De façon générale, les compétences touristiques sont plus orientées vers le marketing, le commerce et la communication avec cet objectif principal de vendre une destination. A ce titre, ce secteur est réputé pour être à la pointe au niveau du développement et de l’utilisation des outils e-marketing. Les compétences artistiques et culturelles sont tournées quant à elles vers l’artistique, la créativité, la production et la diffusion des oeuvres. Les gestionnaires de la culture, doivent être capables de faire la synthèse entre des logiques administratives, artistiques et culturelles. En gardant à l’esprit que l’art renvoi à la production des oeuvres alors que la culture relève du rapport que les individus entretiennent avec la création, dans des espaces de diffusion des oeuvres.

Cette brève analyse des profils professionnels suppose l’existence de mentalités propres à chaque domaine. Celles-ci se révèlent par exemple, dans le choix de l’usage linguistique de certains termes pour désigner quelque chose de semblable.

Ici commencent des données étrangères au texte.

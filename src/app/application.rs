use crate::app::launcher::{launcher_for, NodeLauncher};
use crate::app::{AppError, Result};
use crate::config::HarnessConfig;
use crate::extract::{masks, AttributeSpec, AttributeValue, LogAttributeExtractor, NodeAttributes};
use crate::remote::RemoteExecutor;
use crate::routing::HostCommandRouter;
use crate::types::{HostPaths, KillSignal, NodeIdx, NodeRecord, NodeStatus};
use crate::wait::WaitCondition;
use std::collections::BTreeMap;
use std::path::Path;
use std::sync::Arc;
use std::time::Duration;
use tracing::{info, warn};

/// Nodes targeted by [`App::set_node_option`].
#[derive(Debug, Clone, PartialEq, Eq)]
pub enum NodeFilter {
    All,
    Ids(Vec<NodeIdx>),
}

impl NodeFilter {
    fn matches(&self, id: NodeIdx) -> bool {
        match self {
            NodeFilter::All => true,
            NodeFilter::Ids(ids) => ids.contains(&id),
        }
    }
}

/// A multi-node application running on cluster hosts.
///
/// The app owns its node records. Routing and extraction only ever see
/// borrowed snapshots, and every state change is applied here from the
/// outputs they return.
pub struct App {
    name: String,
    launcher: Box<dyn NodeLauncher>,
    router: HostCommandRouter,
    extractor: LogAttributeExtractor,
    nodes: BTreeMap<NodeIdx, NodeRecord>,
    home: String,
    log_dir: String,
}

impl App {
    /// `home` holds the node run directories, `log_dir` the node logs.
    pub fn new(
        name: impl Into<String>,
        launcher: Box<dyn NodeLauncher>,
        executor: Arc<dyn RemoteExecutor>,
        home: impl Into<String>,
        log_dir: impl Into<String>,
    ) -> Self {
        let router = HostCommandRouter::new(executor);
        let extractor = LogAttributeExtractor::new(router.clone());

        Self {
            name: name.into(),
            launcher,
            router,
            extractor,
            nodes: BTreeMap::new(),
            home: home.into(),
            log_dir: log_dir.into(),
        }
    }

    /// Build an application from its configuration section and add its nodes.
    pub fn from_config(name: &str, config: &HarnessConfig, executor: Arc<dyn RemoteExecutor>) -> Result<Self> {
        let app_config = config
            .app(name)
            .map_err(|e| AppError::MissingRequirement(e.to_string()))?;
        let launcher = launcher_for(name, app_config)?;

        let hosts = config.environment.hosts_for(name, app_config.role);
        if hosts.is_empty() {
            return Err(AppError::MissingRequirement(format!(
                "no environment hosts found for application '{name}'"
            )));
        }

        let home = format!("{}/{}", config.remote.module_dir(), name);
        let mut app = Self::new(name, launcher, executor, home, config.remote.test_dir.clone());
        app.add_nodes(&hosts, config.environment.nodes_per_host(name, app_config.role));
        Ok(app)
    }

    pub fn name(&self) -> &str {
        &self.name
    }

    pub fn nodes(&self) -> &BTreeMap<NodeIdx, NodeRecord> {
        &self.nodes
    }

    pub fn node(&self, id: NodeIdx) -> Option<&NodeRecord> {
        self.nodes.get(&id)
    }

    pub fn router(&self) -> &HostCommandRouter {
        &self.router
    }

    /// Replace the node table, e.g. with records saved by an earlier run.
    pub fn restore_nodes(&mut self, nodes: BTreeMap<NodeIdx, NodeRecord>) {
        self.nodes = nodes;
    }

    /// Add `per_host` nodes on every host.
    pub fn add_nodes(&mut self, hosts: &[String], per_host: usize) -> Vec<NodeIdx> {
        let mut added = Vec::with_capacity(hosts.len() * per_host);
        for host in hosts {
            for _ in 0..per_host {
                added.push(self.add_node(host.clone()));
            }
        }
        added
    }

    pub fn add_node(&mut self, host: impl Into<String>) -> NodeIdx {
        let id = self.nodes.keys().next_back().map(|last| last + 1).unwrap_or(0);
        let node = NodeRecord::new(host).with_run_dir(format!("{}/server.{id}", self.home));
        self.nodes.insert(id, node);
        id
    }

    /// Point the node at a fresh log file, bumping its run counter.
    pub fn rotate_node_log(&mut self, id: NodeIdx) -> Result<()> {
        let (log_dir, name) = (&self.log_dir, &self.name);
        let node = self.nodes.get_mut(&id).ok_or_else(|| AppError::NoSuchNode {
            app: name.clone(),
            node: id,
        })?;
        let run_counter = node.run_counter.map(|c| c + 1).unwrap_or(0);
        node.run_counter = Some(run_counter);
        node.log = Some(format!("{log_dir}/node.{id}.{name}.{run_counter}.log"));
        Ok(())
    }

    pub async fn start_nodes(&mut self) -> Result<()> {
        let ids: Vec<NodeIdx> = self.nodes.keys().copied().collect();
        self.start(&ids).await
    }

    pub async fn start_node(&mut self, id: NodeIdx) -> Result<()> {
        self.start(&[id]).await
    }

    async fn start(&mut self, ids: &[NodeIdx]) -> Result<()> {
        for &id in ids {
            self.rotate_node_log(id)?;
            self.node_mut(id)?.status = NodeStatus::Starting;
        }
        info!(app = %self.name, nodes = ?ids, "Starting nodes");

        let launcher = &self.launcher;
        let selected = select(&self.nodes, &self.name, ids)?;
        let outputs = self
            .router
            .dispatch_batch(selected, |id, node| launcher.start_commands(*id, node))
            .await?;

        for (id, out) in outputs {
            let node = self.nodes.get_mut(&id).ok_or_else(|| AppError::NoSuchNode {
                app: self.name.clone(),
                node: id,
            })?;
            let raw = out.last().map(|s| s.trim()).unwrap_or_default();
            let pid = raw
                .parse::<u32>()
                .ok()
                .filter(|pid| *pid > 0)
                .ok_or_else(|| AppError::StartFailed {
                    app: self.name.clone(),
                    node: id,
                    host: node.host.clone(),
                    reason: format!("no PID in start output {raw:?}"),
                })?;
            node.pid = Some(pid);
        }

        let selected = select(&self.nodes, &self.name, ids)?;
        let checks = self
            .router
            .dispatch_batch(selected, |id, node| launcher.check_commands(*id, node))
            .await?;

        for (id, out) in checks {
            let node = self.nodes.get_mut(&id).ok_or_else(|| AppError::NoSuchNode {
                app: self.name.clone(),
                node: id,
            })?;
            let running = out.first().map(|s| !s.trim().is_empty()).unwrap_or(false);
            if !running {
                return Err(AppError::CheckFailed {
                    app: self.name.clone(),
                    node: id,
                    host: node.host.clone(),
                });
            }
            node.status = NodeStatus::Started;
            info!(app = %self.name, node = id, host = %node.host, pid = ?node.pid, "Node started");
        }

        Ok(())
    }

    /// Signal the given nodes, or every node when `ids` is empty.
    ///
    /// Nodes without a PID are marked killed without contacting their host.
    pub async fn kill_nodes(&mut self, ids: &[NodeIdx], signal: KillSignal) -> Result<()> {
        let ids: Vec<NodeIdx> = if ids.is_empty() {
            self.nodes.keys().copied().collect()
        } else {
            ids.to_vec()
        };

        let mut targets = Vec::new();
        for id in ids {
            match self.nodes.get_mut(&id) {
                None => warn!(app = %self.name, node = id, "No node to kill"),
                Some(node) if node.pid.is_none() => {
                    info!(app = %self.name, node = id, "No PID for node: already killed");
                    node.status = NodeStatus::Killed;
                }
                Some(node) => {
                    info!(app = %self.name, node = id, host = %node.host, signal = signal.number(), "Killing node");
                    node.status = NodeStatus::Killing;
                    targets.push(id);
                }
            }
        }

        if targets.is_empty() {
            return Ok(());
        }

        let number = signal.number();
        let selected = select(&self.nodes, &self.name, &targets)?;
        self.router
            .dispatch(selected, |_, node| {
                format!("nohup kill -{number} {} >/dev/null 2>&1", node.pid.unwrap_or_default())
            })
            .await?;

        for id in targets {
            if let Some(node) = self.nodes.get_mut(&id) {
                node.status = NodeStatus::Killed;
            }
        }
        Ok(())
    }

    pub async fn stop_nodes(&mut self, ids: &[NodeIdx]) -> Result<()> {
        self.kill_nodes(ids, KillSignal::Term).await
    }

    pub fn set_node_option(&mut self, filter: &NodeFilter, name: &str, value: serde_json::Value) {
        for (id, node) in self.nodes.iter_mut() {
            if filter.matches(*id) {
                node.extra.insert(name.to_string(), value.clone());
            }
        }
    }

    pub async fn grep_log(
        &self,
        ids: &[NodeIdx],
        specs: &BTreeMap<String, AttributeSpec>,
    ) -> Result<NodeAttributes<NodeIdx>> {
        Ok(self.extractor.extract(&self.nodes, ids, specs).await?)
    }

    /// Wait until `message` shows up in the logs of all given nodes, or of
    /// every node when `ids` is `None`. Returns false on timeout.
    pub async fn wait_message(
        &self,
        message: &str,
        ids: Option<&[NodeIdx]>,
        timeout: Duration,
        interval: Duration,
    ) -> Result<bool> {
        let ids: Vec<NodeIdx> = match ids {
            Some(ids) => ids.to_vec(),
            None => self.nodes.keys().copied().collect(),
        };
        let mut specs = BTreeMap::new();
        specs.insert("message".to_string(), masks::message(message));

        let app_name = self.name.clone();
        let text = message.to_string();
        let node_list = format!("{ids:?}");
        let timeout_secs = timeout.as_secs();

        let app = self;
        let ids_ref = &ids;
        let specs_ref = &specs;

        let outcome = WaitCondition::<NodeAttributes<NodeIdx>>::new(timeout)
            .interval(interval)
            .progress_every(3)
            .on_progress(move |elapsed, done| {
                if done {
                    info!(app = %app_name, message = %text, nodes = %node_list, elapsed_secs = elapsed, "Stopped waiting for message");
                } else {
                    info!(app = %app_name, message = %text, nodes = %node_list, "Waiting for message, {elapsed}/{timeout_secs} sec");
                }
            })
            .wait(
                move || app.grep_log(ids_ref, specs_ref),
                |found: &NodeAttributes<NodeIdx>| {
                    ids_ref.iter().all(|id| {
                        matches!(
                            found.get(id).and_then(|attrs| attrs.get("message")),
                            Some(Some(AttributeValue::Text(value))) if value == message
                        )
                    })
                },
            )
            .await?;

        Ok(outcome.is_success())
    }

    /// Fetch the current log of every node that has one.
    pub async fn download_logs(&self, local_path: &Path, prepend_host: bool) -> Result<()> {
        let mut paths = HostPaths::new();
        for node in self.nodes.values() {
            if let Some(log) = &node.log {
                paths.entry(node.host.clone()).or_default().push(log.clone());
            }
        }

        info!(app = %self.name, hosts = paths.len(), local_path = %local_path.display(), "Downloading node logs");
        self.router.executor().download(&paths, local_path, prepend_host).await?;
        Ok(())
    }

    /// Fetch files relative to each node's run directory.
    pub async fn download_node_files(
        &self,
        files: &BTreeMap<NodeIdx, Vec<String>>,
        local_path: &Path,
        prepend_host: bool,
    ) -> Result<()> {
        self.router
            .download_from_nodes(&self.nodes, files, local_path, prepend_host)
            .await?;
        Ok(())
    }

    fn node_mut(&mut self, id: NodeIdx) -> Result<&mut NodeRecord> {
        let app = &self.name;
        self.nodes.get_mut(&id).ok_or_else(|| AppError::NoSuchNode {
            app: app.clone(),
            node: id,
        })
    }
}

fn select<'a>(
    nodes: &'a BTreeMap<NodeIdx, NodeRecord>,
    app: &str,
    ids: &[NodeIdx],
) -> Result<Vec<(&'a NodeIdx, &'a NodeRecord)>> {
    ids.iter()
        .map(|id| {
            nodes.get_key_value(id).ok_or_else(|| AppError::NoSuchNode {
                app: app.to_string(),
                node: *id,
            })
        })
        .collect()
}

2.6 Le rapport au consommateur

Des conceptions différentes du consommateur amènent les acteurs du tourisme et les acteurs de la culture à employer un langage spécifique à leur profession. Du côté de la culture, on utilisera les termes de « spectateurs », « publics », « habitants locaux ».

Tandis que du côté du tourisme, on parlera de « touristes », « clients » et « visiteurs ». Des professionnels du spectacle dont le travail de création et de diffusion s’inscrit dans un projet de territoire, sont davantage dans un rapport de proximité avec leurs publics à travers le tissage de liens sociaux. De ce fait, il leur est parfois difficile d’intégrer leur offre dans un contexte plus touristique, jugeant que le profil des clientèles touristiques ne corresponde pas à celui du public qu’ils visent, ne serait-ce qu’en raison de la barrière de la langue. Celle-ci est réelle en matière de spectacle vivant, notamment pour les pièces de théâtre. Toutefois, il arrive aussi que les touristes ne soient pas considérés comme faisant partie du public culturel. Le terme de « touriste » est parfois utilisé de façon péjorative et renvoi à l’image d’un colonisateur et perturbateur d’espaces culturels et touristiques. Il se voit être réduit au statut de consommateur, considéré uniquement à travers sa valeur marchande. A ce titre, Jean-Didier Urbain sociologue français spécialiste du tourisme, critique le fait que le touriste est en général un sujet méconnu et qu’il soit standardisé dans une conception économique au détriment de son être. Selon lui, l’exploration psychologique du touriste n’est pas suffisamment approfondie et cette lacune a pour effet de confondre le « phénomène touristique » au « touriste » (14). Il en résulte que les critiques qui peuvent être adressées au touriste en tant qu’individu nuisant par exemple aux ressources naturelles d’un site touristique, se confondent avec les reproches qui devraient être en réalité adressés aux acteurs professionnels du tourisme.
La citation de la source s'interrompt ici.